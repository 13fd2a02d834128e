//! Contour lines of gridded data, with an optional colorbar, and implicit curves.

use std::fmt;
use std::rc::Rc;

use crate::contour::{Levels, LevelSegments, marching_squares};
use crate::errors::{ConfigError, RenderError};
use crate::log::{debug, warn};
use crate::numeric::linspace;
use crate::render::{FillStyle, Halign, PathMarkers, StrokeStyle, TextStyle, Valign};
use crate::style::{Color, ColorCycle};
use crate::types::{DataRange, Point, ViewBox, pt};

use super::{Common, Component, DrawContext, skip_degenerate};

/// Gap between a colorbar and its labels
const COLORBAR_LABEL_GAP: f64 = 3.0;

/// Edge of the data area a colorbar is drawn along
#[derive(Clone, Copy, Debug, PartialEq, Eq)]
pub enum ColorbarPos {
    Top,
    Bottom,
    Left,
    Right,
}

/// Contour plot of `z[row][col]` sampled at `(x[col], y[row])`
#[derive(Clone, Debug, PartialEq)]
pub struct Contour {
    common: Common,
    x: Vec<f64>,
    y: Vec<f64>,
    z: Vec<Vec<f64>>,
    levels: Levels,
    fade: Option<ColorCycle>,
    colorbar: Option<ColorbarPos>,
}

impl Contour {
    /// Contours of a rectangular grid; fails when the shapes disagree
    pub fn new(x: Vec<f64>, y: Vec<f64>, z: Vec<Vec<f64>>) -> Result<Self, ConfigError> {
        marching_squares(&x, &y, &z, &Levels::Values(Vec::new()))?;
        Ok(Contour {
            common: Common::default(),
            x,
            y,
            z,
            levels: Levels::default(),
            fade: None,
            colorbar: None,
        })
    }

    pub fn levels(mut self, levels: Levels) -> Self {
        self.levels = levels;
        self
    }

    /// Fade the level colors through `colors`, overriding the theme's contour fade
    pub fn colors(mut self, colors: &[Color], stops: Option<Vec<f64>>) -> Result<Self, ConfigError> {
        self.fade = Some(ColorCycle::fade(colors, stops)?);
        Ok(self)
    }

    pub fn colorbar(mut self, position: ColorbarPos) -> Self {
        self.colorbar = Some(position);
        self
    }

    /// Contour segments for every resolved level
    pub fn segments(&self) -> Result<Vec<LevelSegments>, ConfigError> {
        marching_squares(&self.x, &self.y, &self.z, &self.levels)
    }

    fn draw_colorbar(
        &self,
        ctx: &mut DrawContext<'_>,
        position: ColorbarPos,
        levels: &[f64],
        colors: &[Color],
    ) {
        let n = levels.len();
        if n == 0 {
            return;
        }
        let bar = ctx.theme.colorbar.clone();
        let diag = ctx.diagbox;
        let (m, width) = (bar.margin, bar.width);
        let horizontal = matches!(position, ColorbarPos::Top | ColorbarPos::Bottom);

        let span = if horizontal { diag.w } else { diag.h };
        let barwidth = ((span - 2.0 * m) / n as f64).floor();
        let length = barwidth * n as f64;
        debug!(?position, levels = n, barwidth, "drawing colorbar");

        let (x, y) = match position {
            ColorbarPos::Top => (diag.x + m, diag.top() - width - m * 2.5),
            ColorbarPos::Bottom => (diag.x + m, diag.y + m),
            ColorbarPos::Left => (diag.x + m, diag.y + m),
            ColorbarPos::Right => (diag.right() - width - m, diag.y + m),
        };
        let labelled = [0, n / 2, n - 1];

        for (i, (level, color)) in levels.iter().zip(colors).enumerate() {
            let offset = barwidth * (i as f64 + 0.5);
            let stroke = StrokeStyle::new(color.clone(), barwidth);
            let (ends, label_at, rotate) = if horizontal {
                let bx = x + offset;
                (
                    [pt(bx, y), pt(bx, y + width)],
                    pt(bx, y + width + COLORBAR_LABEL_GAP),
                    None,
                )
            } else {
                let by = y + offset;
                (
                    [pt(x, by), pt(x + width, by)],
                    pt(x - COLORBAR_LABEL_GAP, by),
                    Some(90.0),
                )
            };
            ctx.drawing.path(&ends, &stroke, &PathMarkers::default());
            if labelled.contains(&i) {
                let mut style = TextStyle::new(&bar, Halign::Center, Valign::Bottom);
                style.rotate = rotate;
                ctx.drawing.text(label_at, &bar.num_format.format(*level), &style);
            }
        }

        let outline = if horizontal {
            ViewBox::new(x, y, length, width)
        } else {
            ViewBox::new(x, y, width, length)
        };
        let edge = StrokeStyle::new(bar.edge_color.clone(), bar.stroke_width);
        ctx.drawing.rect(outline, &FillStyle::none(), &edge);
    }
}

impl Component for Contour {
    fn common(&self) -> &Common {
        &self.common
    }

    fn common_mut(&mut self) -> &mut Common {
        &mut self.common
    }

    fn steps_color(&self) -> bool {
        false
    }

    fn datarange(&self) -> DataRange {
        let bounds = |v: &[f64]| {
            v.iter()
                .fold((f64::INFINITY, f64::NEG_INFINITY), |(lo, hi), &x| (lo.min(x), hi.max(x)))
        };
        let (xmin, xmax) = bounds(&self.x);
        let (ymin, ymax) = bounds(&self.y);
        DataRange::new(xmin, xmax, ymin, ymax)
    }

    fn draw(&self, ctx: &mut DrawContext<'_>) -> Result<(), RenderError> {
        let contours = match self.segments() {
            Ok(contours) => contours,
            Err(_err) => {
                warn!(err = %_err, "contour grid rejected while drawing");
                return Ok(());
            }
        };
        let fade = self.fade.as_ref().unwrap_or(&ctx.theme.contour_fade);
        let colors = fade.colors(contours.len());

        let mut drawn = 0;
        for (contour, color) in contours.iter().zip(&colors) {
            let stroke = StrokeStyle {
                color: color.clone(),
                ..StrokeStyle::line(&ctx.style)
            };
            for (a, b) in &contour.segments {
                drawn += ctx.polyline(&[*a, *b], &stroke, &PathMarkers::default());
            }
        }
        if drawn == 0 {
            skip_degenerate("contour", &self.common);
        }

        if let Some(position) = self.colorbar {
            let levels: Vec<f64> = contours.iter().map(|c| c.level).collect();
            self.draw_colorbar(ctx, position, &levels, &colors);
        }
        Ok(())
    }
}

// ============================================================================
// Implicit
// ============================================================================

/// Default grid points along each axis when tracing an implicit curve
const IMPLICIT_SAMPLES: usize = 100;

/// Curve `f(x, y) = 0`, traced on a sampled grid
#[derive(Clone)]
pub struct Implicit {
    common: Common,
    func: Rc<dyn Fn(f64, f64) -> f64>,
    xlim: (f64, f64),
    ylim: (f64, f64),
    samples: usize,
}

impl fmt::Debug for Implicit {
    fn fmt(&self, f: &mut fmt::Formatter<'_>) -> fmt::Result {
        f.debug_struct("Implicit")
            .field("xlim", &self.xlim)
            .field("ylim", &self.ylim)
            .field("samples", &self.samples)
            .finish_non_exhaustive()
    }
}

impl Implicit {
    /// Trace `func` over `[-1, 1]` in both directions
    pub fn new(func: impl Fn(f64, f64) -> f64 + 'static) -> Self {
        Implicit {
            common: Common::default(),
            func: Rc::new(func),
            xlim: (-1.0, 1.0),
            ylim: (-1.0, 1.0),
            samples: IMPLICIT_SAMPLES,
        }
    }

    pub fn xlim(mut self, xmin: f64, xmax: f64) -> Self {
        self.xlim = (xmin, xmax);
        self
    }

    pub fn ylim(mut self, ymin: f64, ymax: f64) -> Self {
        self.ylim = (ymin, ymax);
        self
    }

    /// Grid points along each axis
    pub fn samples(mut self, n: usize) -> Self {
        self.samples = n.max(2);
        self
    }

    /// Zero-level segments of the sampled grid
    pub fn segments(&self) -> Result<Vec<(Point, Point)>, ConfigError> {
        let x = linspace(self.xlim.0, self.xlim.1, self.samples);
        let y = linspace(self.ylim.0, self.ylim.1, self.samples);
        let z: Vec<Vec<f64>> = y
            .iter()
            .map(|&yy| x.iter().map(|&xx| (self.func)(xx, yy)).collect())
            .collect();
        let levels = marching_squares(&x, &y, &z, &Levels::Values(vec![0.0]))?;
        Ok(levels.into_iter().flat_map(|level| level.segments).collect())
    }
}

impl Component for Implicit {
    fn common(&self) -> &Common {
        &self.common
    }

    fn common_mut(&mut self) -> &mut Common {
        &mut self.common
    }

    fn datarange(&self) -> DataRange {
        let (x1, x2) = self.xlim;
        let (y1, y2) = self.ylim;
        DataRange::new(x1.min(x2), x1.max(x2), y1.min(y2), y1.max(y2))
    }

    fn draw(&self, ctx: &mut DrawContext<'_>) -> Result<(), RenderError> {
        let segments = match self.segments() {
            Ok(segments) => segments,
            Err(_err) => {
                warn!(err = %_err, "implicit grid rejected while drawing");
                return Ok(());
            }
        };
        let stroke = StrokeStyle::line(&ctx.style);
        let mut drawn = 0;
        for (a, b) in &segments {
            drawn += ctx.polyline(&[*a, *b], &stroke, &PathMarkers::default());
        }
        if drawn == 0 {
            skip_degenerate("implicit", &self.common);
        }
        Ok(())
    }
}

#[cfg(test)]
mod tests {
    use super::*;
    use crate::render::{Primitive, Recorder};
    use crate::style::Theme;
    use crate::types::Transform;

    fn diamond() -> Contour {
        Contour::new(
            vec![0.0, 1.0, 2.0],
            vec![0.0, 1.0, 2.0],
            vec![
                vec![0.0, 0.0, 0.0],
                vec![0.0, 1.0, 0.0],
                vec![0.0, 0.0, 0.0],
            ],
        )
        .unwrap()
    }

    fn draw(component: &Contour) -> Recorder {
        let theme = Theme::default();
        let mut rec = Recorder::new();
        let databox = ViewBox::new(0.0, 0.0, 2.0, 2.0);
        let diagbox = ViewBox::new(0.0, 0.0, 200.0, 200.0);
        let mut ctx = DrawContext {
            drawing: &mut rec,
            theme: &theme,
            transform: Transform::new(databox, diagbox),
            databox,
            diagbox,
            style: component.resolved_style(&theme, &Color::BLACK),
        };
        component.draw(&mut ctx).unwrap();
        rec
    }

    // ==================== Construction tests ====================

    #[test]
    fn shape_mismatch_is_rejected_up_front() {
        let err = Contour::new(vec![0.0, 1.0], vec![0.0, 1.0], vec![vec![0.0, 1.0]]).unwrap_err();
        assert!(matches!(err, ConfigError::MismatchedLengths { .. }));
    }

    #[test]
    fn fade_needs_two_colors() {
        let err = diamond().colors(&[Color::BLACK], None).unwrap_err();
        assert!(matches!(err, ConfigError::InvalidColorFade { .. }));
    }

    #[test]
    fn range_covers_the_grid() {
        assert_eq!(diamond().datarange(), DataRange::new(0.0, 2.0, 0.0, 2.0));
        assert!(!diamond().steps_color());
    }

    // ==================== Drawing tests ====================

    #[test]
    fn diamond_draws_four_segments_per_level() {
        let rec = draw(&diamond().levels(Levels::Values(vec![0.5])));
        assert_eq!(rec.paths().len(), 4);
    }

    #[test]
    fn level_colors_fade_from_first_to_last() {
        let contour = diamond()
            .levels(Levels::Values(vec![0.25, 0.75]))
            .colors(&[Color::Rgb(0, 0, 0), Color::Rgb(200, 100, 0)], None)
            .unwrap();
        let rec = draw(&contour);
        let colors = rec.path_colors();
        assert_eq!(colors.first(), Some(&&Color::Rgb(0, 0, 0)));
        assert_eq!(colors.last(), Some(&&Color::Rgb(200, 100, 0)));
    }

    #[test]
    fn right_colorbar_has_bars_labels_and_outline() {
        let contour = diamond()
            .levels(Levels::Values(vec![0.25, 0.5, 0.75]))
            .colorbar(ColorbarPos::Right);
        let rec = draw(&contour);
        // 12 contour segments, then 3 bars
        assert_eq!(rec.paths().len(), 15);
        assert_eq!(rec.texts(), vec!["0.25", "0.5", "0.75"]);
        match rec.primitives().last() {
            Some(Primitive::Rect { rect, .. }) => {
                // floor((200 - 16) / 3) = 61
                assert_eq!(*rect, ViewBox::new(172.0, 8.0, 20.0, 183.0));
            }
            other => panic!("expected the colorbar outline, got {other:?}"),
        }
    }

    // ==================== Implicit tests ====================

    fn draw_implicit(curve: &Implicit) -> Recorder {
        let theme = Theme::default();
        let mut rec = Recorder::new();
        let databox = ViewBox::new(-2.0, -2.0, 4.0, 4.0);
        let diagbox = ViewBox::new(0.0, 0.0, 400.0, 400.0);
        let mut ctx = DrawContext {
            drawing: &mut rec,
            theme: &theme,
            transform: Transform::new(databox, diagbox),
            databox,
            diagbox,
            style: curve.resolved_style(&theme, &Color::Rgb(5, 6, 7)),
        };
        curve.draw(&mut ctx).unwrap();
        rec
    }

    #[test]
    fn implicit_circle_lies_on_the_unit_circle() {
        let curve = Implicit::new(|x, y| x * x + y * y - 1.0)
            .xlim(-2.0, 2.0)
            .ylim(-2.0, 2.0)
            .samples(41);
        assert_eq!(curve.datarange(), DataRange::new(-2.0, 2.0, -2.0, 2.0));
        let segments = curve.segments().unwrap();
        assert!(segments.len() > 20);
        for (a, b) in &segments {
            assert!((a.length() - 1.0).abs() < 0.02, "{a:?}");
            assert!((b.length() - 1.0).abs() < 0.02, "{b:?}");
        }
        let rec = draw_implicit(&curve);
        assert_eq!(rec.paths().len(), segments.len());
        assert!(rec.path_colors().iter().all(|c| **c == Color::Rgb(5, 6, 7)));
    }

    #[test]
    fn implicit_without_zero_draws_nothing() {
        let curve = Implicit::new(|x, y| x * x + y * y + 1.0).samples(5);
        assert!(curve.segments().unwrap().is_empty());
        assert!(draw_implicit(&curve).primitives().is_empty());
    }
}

****

# [YOUR OBJECTIVE]
Find each line in the listing above that contains "field", and copy that line.

# [RESPONSE TO THIS EXERCISE]
            .field("xlim", &self.xlim)
            .field("ylim", &self.ylim)
            .field("samples", &self.samples)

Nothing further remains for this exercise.